(Source records)

################

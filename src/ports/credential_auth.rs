//! Credential auth port - sign-in, sign-up and sign-out.
//!
//! Consumed by the login UI and the `/api/auth/*` endpoints. Successful
//! calls are also reported on the implementation's auth-change stream,
//! which is how the session pipeline learns about them.

use std::sync::Arc;

use async_trait::async_trait;
use secrecy::SecretString;

use crate::domain::auth::{AuthError, Session};

/// Email/password pair.
#[derive(Debug, Clone)]
pub struct Credentials {
    pub email: String,
    pub password: SecretString,
}

impl Credentials {
    pub fn new(email: impl Into<String>, password: impl Into<String>) -> Self {
        Self {
            email: email.into(),
            password: SecretString::new(password.into()),
        }
    }
}

/// Email/password operations against the auth subsystem.
///
/// # Contract
///
/// - `sign_in_with_credentials` returns `AuthError::InvalidCredentials` for
///   a wrong email/password pair.
/// - `sign_up_with_credentials` returns `Ok(None)` when the account was
///   created but must be confirmed by email before a session is issued.
/// - `sign_out` succeeds even when nobody is signed in.
#[async_trait]
pub trait CredentialAuth: Send + Sync {
    async fn sign_in_with_credentials(
        &self,
        credentials: &Credentials,
    ) -> Result<Arc<Session>, AuthError>;

    async fn sign_up_with_credentials(
        &self,
        credentials: &Credentials,
    ) -> Result<Option<Arc<Session>>, AuthError>;

    async fn sign_out(&self) -> Result<(), AuthError>;
}

/// Hands out a `CredentialAuth` handle scoped to one caller.
///
/// A server answers many callers at once. Each request gets its own handle,
/// seeded with the request's session, so one caller's sign-in or sign-out
/// never replaces another caller's session.
pub trait CredentialAuthProvider: Send + Sync {
    fn for_caller(&self, session: Option<Session>) -> Arc<dyn CredentialAuth>;
}
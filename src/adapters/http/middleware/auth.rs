//! Authentication middleware and extractors for axum.
//!
//! - `auth_middleware` - validates Bearer tokens and injects the `Session`
//!   into request extensions
//! - `RequireAuth` - extractor that requires a session
//! - `OptionalAuth` - extractor for an optional session
//!
//! ```text
//! Request → auth_middleware → injects Session into extensions
//!                                      ↓
//!                  Handler → RequireAuth / OptionalAuth read from extensions
//! ```
//!
//! The middleware only sees the `SessionValidator` port, so the same code
//! runs against the JWT validator in production and the mock in tests.

use std::sync::Arc;

use async_trait::async_trait;
use axum::{
    extract::{FromRequestParts, Request, State},
    http::{header::AUTHORIZATION, request::Parts, StatusCode},
    middleware::Next,
    response::{IntoResponse, Response},
    Json,
};

use crate::domain::auth::{AuthError, Session};
use crate::ports::SessionValidator;

/// Auth middleware state - wraps the session validator.
pub type ValidatorState = Arc<dyn SessionValidator>;

/// Validates an `Authorization: Bearer <token>` header when present.
///
/// A request without the header continues anonymously; a request with a
/// token that fails validation is answered with 401 (503 when the
/// validator itself is unavailable).
pub async fn auth_middleware(
    State(validator): State<ValidatorState>,
    mut request: Request,
    next: Next,
) -> Response {
    let token = request
        .headers()
        .get(AUTHORIZATION)
        .and_then(|h| h.to_str().ok())
        .and_then(|h| h.strip_prefix("Bearer "))
        .map(str::to_owned);

    let Some(token) = token else {
        return next.run(request).await;
    };

    match validator.validate(&token).await {
        Ok(session) => {
            tracing::debug!(user_id = %session.user_id(), "Bearer token accepted");
            request.extensions_mut().insert(session);
            next.run(request).await
        }
        Err(e) => {
            let (status, message) = match &e {
                AuthError::TokenExpired => (StatusCode::UNAUTHORIZED, "Token expired"),
                AuthError::InvalidToken => (StatusCode::UNAUTHORIZED, "Invalid token"),
                AuthError::ServiceUnavailable(msg) => {
                    tracing::error!(error = %msg, "Auth service unavailable");
                    (
                        StatusCode::SERVICE_UNAVAILABLE,
                        "Authentication service unavailable",
                    )
                }
                _ => (StatusCode::UNAUTHORIZED, "Authentication failed"),
            };

            (
                status,
                Json(serde_json::json!({
                    "error": message,
                    "code": "AUTH_ERROR"
                })),
            )
                .into_response()
        }
    }
}

/// Extractor that requires a validated session; 401 otherwise.
#[derive(Debug, Clone)]
pub struct RequireAuth(pub Session);

#[async_trait]
impl<S> FromRequestParts<S> for RequireAuth
where
    S: Send + Sync,
{
    type Rejection = AuthRejection;

    async fn from_request_parts(parts: &mut Parts, _state: &S) -> Result<Self, Self::Rejection> {
        parts
            .extensions
            .get::<Session>()
            .cloned()
            .map(RequireAuth)
            .ok_or(AuthRejection::Unauthenticated)
    }
}

/// Extractor for an optional session. Never rejects.
#[derive(Debug, Clone)]
pub struct OptionalAuth(pub Option<Session>);

#[async_trait]
impl<S> FromRequestParts<S> for OptionalAuth
where
    S: Send + Sync,
{
    type Rejection = std::convert::Infallible;

    async fn from_request_parts(parts: &mut Parts, _state: &S) -> Result<Self, Self::Rejection> {
        Ok(OptionalAuth(parts.extensions.get::<Session>().cloned()))
    }
}

/// Rejection type for authentication failures.
#[derive(Debug, Clone)]
pub enum AuthRejection {
    /// No valid authentication token was provided.
    Unauthenticated,
}

impl IntoResponse for AuthRejection {
    fn into_response(self) -> Response {
        match self {
            AuthRejection::Unauthenticated => (
                StatusCode::UNAUTHORIZED,
                Json(serde_json::json!({
                    "error": "Authentication required",
                    "code": "UNAUTHENTICATED"
                })),
            )
                .into_response(),
        }
    }
}
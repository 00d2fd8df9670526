//! Application layer - the session/role pipeline.
//!
//! Leaves first:
//!
//! - `SessionProvider` - current session + change stream, one owner task
//! - `RoleResolver` - session → role via the profile store
//! - `AuthContext` - session and role combined into one `AuthState`
//! - `RouteGuard` - session-presence gate for protected views
//! - `ViewRouter` - role + path → view
//! - `Engagement` - role-gated likes and comments
//!
//! Detached side effects (profile creation, view tracking) go through
//! `BackgroundTasks`.

mod auth_context;
mod background;
mod engagement;
mod role_resolver;
mod route_guard;
mod session_provider;
mod view_router;
mod view_tracking;

pub use auth_context::AuthContext;
pub use background::BackgroundTasks;
pub use engagement::Engagement;
pub use role_resolver::RoleResolver;
pub use route_guard::RouteGuard;
pub use session_provider::{SessionProvider, SessionSnapshot};
pub use view_router::{Area, RouteTable, View, ViewRouter, HOME_PATH, LOGIN_PATH};
pub use view_tracking::ViewTracker;
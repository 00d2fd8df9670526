//! Axum router for the site endpoints.

use axum::{
    routing::{get, post},
    Router,
};

use super::handlers::{
    add_comment, auth_state, health, like_post, like_status, record_view, route_path, route_root,
    sign_in, sign_out, sign_up, unlike_post, SiteAppState,
};

/// Create the site router.
///
/// # Routes
///
/// - `GET /health` - Liveness check
/// - `GET /api/auth/state` - Aggregated auth state for the caller
/// - `POST /api/auth/sign-in` - Email/password sign-in, returns tokens
/// - `POST /api/auth/sign-up` - Account creation (201 with tokens, 202 pending)
/// - `POST /api/auth/sign-out` - Ends the caller's session (auth required)
/// - `POST /api/posts/:post_id/views` - Record a post view (detached)
/// - `GET|POST|DELETE /api/posts/:post_id/likes` - Like status and toggling
/// - `POST /api/posts/:post_id/comments` - Add a comment (auth required)
/// - `GET /` and `GET /*path` - Routing decision for a page path
pub fn site_routes() -> Router<SiteAppState> {
    Router::new()
        .route("/health", get(health))
        .route("/api/auth/state", get(auth_state))
        .route("/api/auth/sign-in", post(sign_in))
        .route("/api/auth/sign-up", post(sign_up))
        .route("/api/auth/sign-out", post(sign_out))
        .route("/api/posts/:post_id/views", post(record_view))
        .route(
            "/api/posts/:post_id/likes",
            get(like_status).post(like_post).delete(unlike_post),
        )
        .route("/api/posts/:post_id/comments", post(add_comment))
        .route("/", get(route_root))
        .route("/*path", get(route_path))
}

################

__Task objective__
Extract every line above containing the word "that".

__Exercise output__
//! - `RequireAuth` - extractor that requires a session
/// token that fails validation is answered with 401 (503 when the
/// Extractor that requires a validated session; 401 otherwise.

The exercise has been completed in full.